CHAPTER XXXI
CHARLES F. MURPHY’S AUTOCRACY
1902-1903
Charles Francis Murphy, supreme leader of the Tammany organization from 1902 to this present writing, was born in New York City on June 20, 1858. He was a son of Dennis Murphy, an Irishman whose eight children all were born in the same district in New York City, and all of whom obtained the rudiments at least of a public school education. Dennis Murphy, it may be here said, lived to the remarkably hale age of eighty-eight years, dying in 1902.
As a youth, “Charlie” Murphy worked in an East Side shipyard, by no means a genteel schooling for a boy, although affording a forceful kind of experience of much value in his later career. Having to fight his way among rough youths, he developed both physical prowess and a sort of domineering ascendency which gave him marked leadership qualities among the virile youths overrunning what was then a district noted for its gangs. It was a section of the city filled with vacant lots and was long called the “Gas House District”; here it was that the notorious “Gas House Gang” achieved local reputation.
Tradition has it that when a very young man “Charlie” Murphy organized the Sylvan Social Club, a species of Tammany Hall juvenile auxiliary, composed of boys and youths ranging from fifteen to twenty years of age of whom he became the recognized leader. Later, through political influence, he obtained a job as driver on a cross-town horse car line. In his later career his enemies invidiously related how jobs of that kind were much coveted at the time because of the fact that as there were no bell punches or car fare registers, the conductors could easily help themselves to a proportion of the fares and divide with the drivers. True, this practise was prevalent, but the implication thus cast upon Mr. Murphy has been simply a gratuitous one, lacking even the elements of proof; it can therefore be dismissed from consideration.
He was a manly youth noted for his filial care, a solicitous son, turning in most of his earnings to his mother; he was, in fact, the main support of the family. At the same time he put by enough money—said to have been $500—to establish himself in the saloon business.

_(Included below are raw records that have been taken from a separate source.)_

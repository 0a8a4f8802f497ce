//! Configuration loading and parsing.
//!
//! Parses `edcore.toml` (or an override path provided by the binary):
//! pool sizing, reflow margins, the autosave directory and logging. Missing
//! files and unparseable files both yield defaults; unknown fields are
//! ignored so older binaries keep reading newer files.
//!
//! Margins are clamped once at load time. The raw parsed values stay in
//! `file` and the usable ones land in `margins`.

use anyhow::{Context, Result};
use core_mark::{MAX_FORMAT_MARGIN, Margins};
use core_pool::PoolConfig;
use serde::Deserialize;
use std::ffi::OsString;
use std::{fs, io, path::PathBuf};
use tracing::{info, warn};

pub const CONFIG_FILE_NAME: &str = "edcore.toml";
pub const AUTOSAVE_ENV: &str = "AUTOSAVE";

#[derive(Debug, Deserialize, Clone, PartialEq, Eq)]
pub struct PoolSection {
    #[serde(default = "PoolSection::default_arena_size")]
    pub arena_size: usize,
    /// 0 means no limit.
    #[serde(default)]
    pub max_arenas: usize,
}

impl Default for PoolSection {
    fn default() -> Self {
        Self {
            arena_size: Self::default_arena_size(),
            max_arenas: 0,
        }
    }
}

impl PoolSection {
    const fn default_arena_size() -> usize {
        core_pool::ARENA_GRANULE
    }
}

#[derive(Debug, Deserialize, Clone, PartialEq, Eq)]
pub struct FormatSection {
    #[serde(default)]
    pub margin_left: usize,
    #[serde(default = "FormatSection::default_margin_right")]
    pub margin_right: usize,
}

impl Default for FormatSection {
    fn default() -> Self {
        Self {
            margin_left: 0,
            margin_right: Self::default_margin_right(),
        }
    }
}

impl FormatSection {
    const fn default_margin_right() -> usize {
        72
    }
}

#[derive(Debug, Deserialize, Default, Clone, PartialEq, Eq)]
pub struct FileSection {
    #[serde(default)]
    pub autosave_dir: Option<PathBuf>,
}

#[derive(Debug, Deserialize, Clone, PartialEq, Eq)]
pub struct LogSection {
    #[serde(default = "LogSection::default_filter")]
    pub filter: String,
    #[serde(default)]
    pub dir: Option<PathBuf>,
}

impl Default for LogSection {
    fn default() -> Self {
        Self {
            filter: Self::default_filter(),
            dir: None,
        }
    }
}

impl LogSection {
    fn default_filter() -> String {
        "info".to_string()
    }
}

#[derive(Debug, Deserialize, Default, Clone, PartialEq, Eq)]
pub struct ConfigFile {
    #[serde(default)]
    pub pool: PoolSection,
    #[serde(default)]
    pub format: FormatSection,
    #[serde(default)]
    pub file: FileSection,
    #[serde(default)]
    pub log: LogSection,
}

#[derive(Debug, Clone)]
pub struct Config {
    pub raw: Option<String>, // original file string (optional)
    pub path: Option<PathBuf>,
    pub file: ConfigFile,
    pub margins: Margins, // clamped into the accepted range
    pub autosave_dir: Option<PathBuf>,
}

impl Default for Config {
    fn default() -> Self {
        Self::from_file(None, None, ConfigFile::default())
    }
}

/// Best-effort config path: the working directory first, then the platform
/// config dir (XDG / AppData Roaming).
pub fn discover() -> PathBuf {
    let local = PathBuf::from(CONFIG_FILE_NAME);
    if local.exists() {
        return local;
    }
    if let Some(dir) = dirs::config_dir() {
        return dir.join("edcore").join(CONFIG_FILE_NAME);
    }
    local
}

pub fn load_from(path: Option<PathBuf>) -> Result<Config> {
    let path = path.unwrap_or_else(discover);
    let config = match fs::read_to_string(&path) {
        Ok(content) => match toml::from_str::<ConfigFile>(&content) {
            Ok(file) => Config::from_file(Some(content), Some(path), file),
            Err(error) => {
                warn!(
                    target: "config",
                    path = %path.display(),
                    error = %error.message(),
                    "config_parse_failed"
                );
                Config::default()
            }
        },
        Err(error) if error.kind() == io::ErrorKind::NotFound => Config::default(),
        Err(error) => {
            return Err(error)
                .with_context(|| format!("reading configuration {}", path.display()));
        }
    };
    Ok(config.with_autosave_override(std::env::var_os(AUTOSAVE_ENV)))
}

impl Config {
    fn from_file(raw: Option<String>, path: Option<PathBuf>, file: ConfigFile) -> Self {
        let margins = clamp_margins(&file.format);
        let autosave_dir = file.file.autosave_dir.clone();
        Self {
            raw,
            path,
            file,
            margins,
            autosave_dir,
        }
    }

    /// A set, non-empty `AUTOSAVE` value wins over `file.autosave_dir`.
    pub fn with_autosave_override(mut self, value: Option<OsString>) -> Self {
        if let Some(dir) = value.filter(|value| !value.is_empty()) {
            self.autosave_dir = Some(PathBuf::from(dir));
        }
        self
    }

    pub fn pool_config(&self) -> PoolConfig {
        PoolConfig {
            arena_size: self.file.pool.arena_size,
            max_arenas: (self.file.pool.max_arenas > 0).then_some(self.file.pool.max_arenas),
        }
    }

    pub fn log_filter(&self) -> &str {
        &self.file.log.filter
    }

    pub fn log_dir(&self) -> PathBuf {
        self.file.log.dir.clone().unwrap_or_else(|| PathBuf::from("."))
    }
}

fn clamp_margins(format: &FormatSection) -> Margins {
    let right = format.margin_right.clamp(1, MAX_FORMAT_MARGIN - 1);
    let left = if format.margin_left < right { format.margin_left } else { 0 };
    if (left, right) != (format.margin_left, format.margin_right) {
        info!(
            target: "config",
            raw_left = format.margin_left,
            raw_right = format.margin_right,
            left,
            right,
            max = MAX_FORMAT_MARGIN - 1,
            "format_margin_clamped"
        );
    }
    Margins { left, right }
}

In 1879 he became owner of a diminutive saloon on Nineteenth street, east of Avenue A. Four years later, he opened another saloon, larger and better equipped than the first, at the corner of Twenty-third street and Avenue A. He was already a pushful, resourceful Tammany worker in his district, in which he was a district captain. Of the underground methods and diversified influences of district politics he had a good knowledge, and no less so the application of campaign funds in the most effective ways for producing votes. Shortly before 1886, Mr. Murphy opened another saloon, this time at Nineteenth street and First avenue. Subsequently he opened still another saloon at Twentieth street and Second avenue, which was the headquarters of the Anawanda Club, the Tammany district organization. Selling out the original saloon in which he had started business, he now opened a saloon at the northwest corner of First avenue and Twenty-third street. By 1890 he was the owner of four prosperous saloons. It was said of him that he never tolerated a woman in his saloons, although all of his saloons were situated in a district where the admission of women was a commonplace.
In 1892, at the age of thirty-two years, he was chosen Tammany leader of the “Gas-House” district. He was popular with the generality of people there; however reserved was his talk, he was always credited with being generous with his cash; no poor person was turned away empty-handed. It was narrated of him that during the blizzard of 1888 the Tammany General Committee, at his prompting, voted $4,000 for the relief of the poor, and that a large part of it came from Mr. Murphy’s own pocket. Of the $4,000, the sum of $1,500 was given to the Rev. Dr. Rainsford’s mission for distribution. Such personal acts of human warmth (irrespective of motive) counted more with masses of voters than tons of formal polemics on civic virtue, nor did the recipients care as to what source the funds came from. Even Dr. Rainsford was so impressed that he was moved to say from the pulpit of St. George’s Church that if all the Tammany leaders were like the leader of the Eighteenth Assembly District (Mr. Murphy), Tammany would be an admirable organization.
As a district leader, Mr. Murphy carried on politics and saloons systematically as a combined business. One of his brothers had long been on the police force; another brother was an Alderman; still another brother became an Alderman and Councilman.